The local toy shop stocked a whole load of RPGs at the time and I seem to remember looking at the various BECMI boxes and the 1e core books with the new Jeff Easley covers that had just arrived and trying to work out which to spend my pocket money on. Ultimately went with 1e and never progressed from B/X to BECMI.

I think the decision was partly due to the shop having some 1e modules in that I was excited to play.
 


DammitVictor

Trust the Fungus
Supporter
Never played the BECMI boxed sets... but I owned the Rules Cyclopedia back in the day, and a number of the Gazetteer supplements, and it warms my heart to know I wasn't the only young D&D fan who didn't know the difference between D&D and AD&D for years.

By extension, this means that I never really played the RC back in the day, either, but I incorporated some material into my AD&D whatever edition games. My longest running, highest level character-- at least, that started from the beginning-- was my 15th level Troll/Shaman/Assassin whom I retired after completing Die, Vecna, Die.

I've tried to run the Rules Cyclopedia again in the 2010s, but it never worked-- in ways that had nothing to do with the rules themselves, and everything to do with the mindset of certain players. There are rules adjustments I might make in the future-- like clarifying the difference relationship between the Stealth skill and the Thief's Hide and Move Silently class features-- but 99% of my house rules for this version of D&D are "you want to play what? **** it, let's go."

I still maintain that my favorite version of D&D-- Player's Option-- would have been way better in BECMI than it was in its actual ruleset: BECMI's cleaner, more sensible ruleset; applying subrace customization to race-as-class; incorporating RC Weapon Mastery with C&T Weapon Mastery; and so forth.
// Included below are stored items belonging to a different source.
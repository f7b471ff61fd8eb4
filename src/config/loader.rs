// src/config/loader.rs

use std::fs;
use std::path::{Path, PathBuf};

use tracing::debug;

use crate::config::model::{ConfigFile, RawConfigFile};
use crate::errors::Result;

/// Load a configuration file from a given path and return the raw
/// `RawConfigFile`.
///
/// This only performs TOML deserialization; use [`load_and_validate`] to also
/// check the values.
pub fn load_from_path(path: impl AsRef<Path>) -> Result<RawConfigFile> {
    let path = path.as_ref();
    let contents = fs::read_to_string(path)?;

    let config: RawConfigFile = toml::from_str(&contents)?;

    Ok(config)
}

/// Load a configuration file from path and validate it.
pub fn load_and_validate(path: impl AsRef<Path>) -> Result<ConfigFile> {
    let raw_config = load_from_path(&path)?;
    let config = ConfigFile::try_from(raw_config)?;
    Ok(config)
}

/// Load the config at `path` if given, otherwise the default file if it
/// exists, otherwise built-in defaults.
///
/// An explicitly given path that cannot be read is an error.
pub fn load_or_default(path: Option<&Path>) -> Result<ConfigFile> {
    if let Some(path) = path {
        return load_and_validate(path);
    }

    let default_path = default_config_path();
    if default_path.is_file() {
        debug!(path = ?default_path, "loading default config file");
        load_and_validate(default_path)
    } else {
        Ok(ConfigFile::default())
    }
}

/// `Procexec.toml` in the current working directory.
pub fn default_config_path() -> PathBuf {
    PathBuf::from("Procexec.toml")
}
As much as I talk about my "two modes" of D&D being "turning Player's Option into Pathfinder" and "turning Pathfinder into Player's Option"... I tend to overlook how much of both efforts resembles trying to turn both into Rules Cyclopedia.
 

My experience with Basic D&D came in two phases.

The first was circa 1992, when I bought the "Black Box" Basic starter set at Toys R Us and thought it would be really neat to learn to play D&D. I'd heard of D&D, but this was my first actual experience with it.

The misunderstandings with school and parents, wrapped up in the "Satanic panic" scare about D&D aside, as a kid I just couldn't wrap my mind around some of the rules. I remember sitting down, reading through that booklet and pouring through the various materials. . .and THAC0 just eluded me. I was never particularly good with math as a kid, and the mechanic of "do I hit the monster or not" eluded me. I couldn't get together a group to play the game because of misunderstandings with well meaning, but highly misinformed, people in a small town who only had heard vague statements about D&D being some kind of satanic practice. . .but even if I could, I STILL couldn't figure out how to play the game because I couldn't figure out THAC0.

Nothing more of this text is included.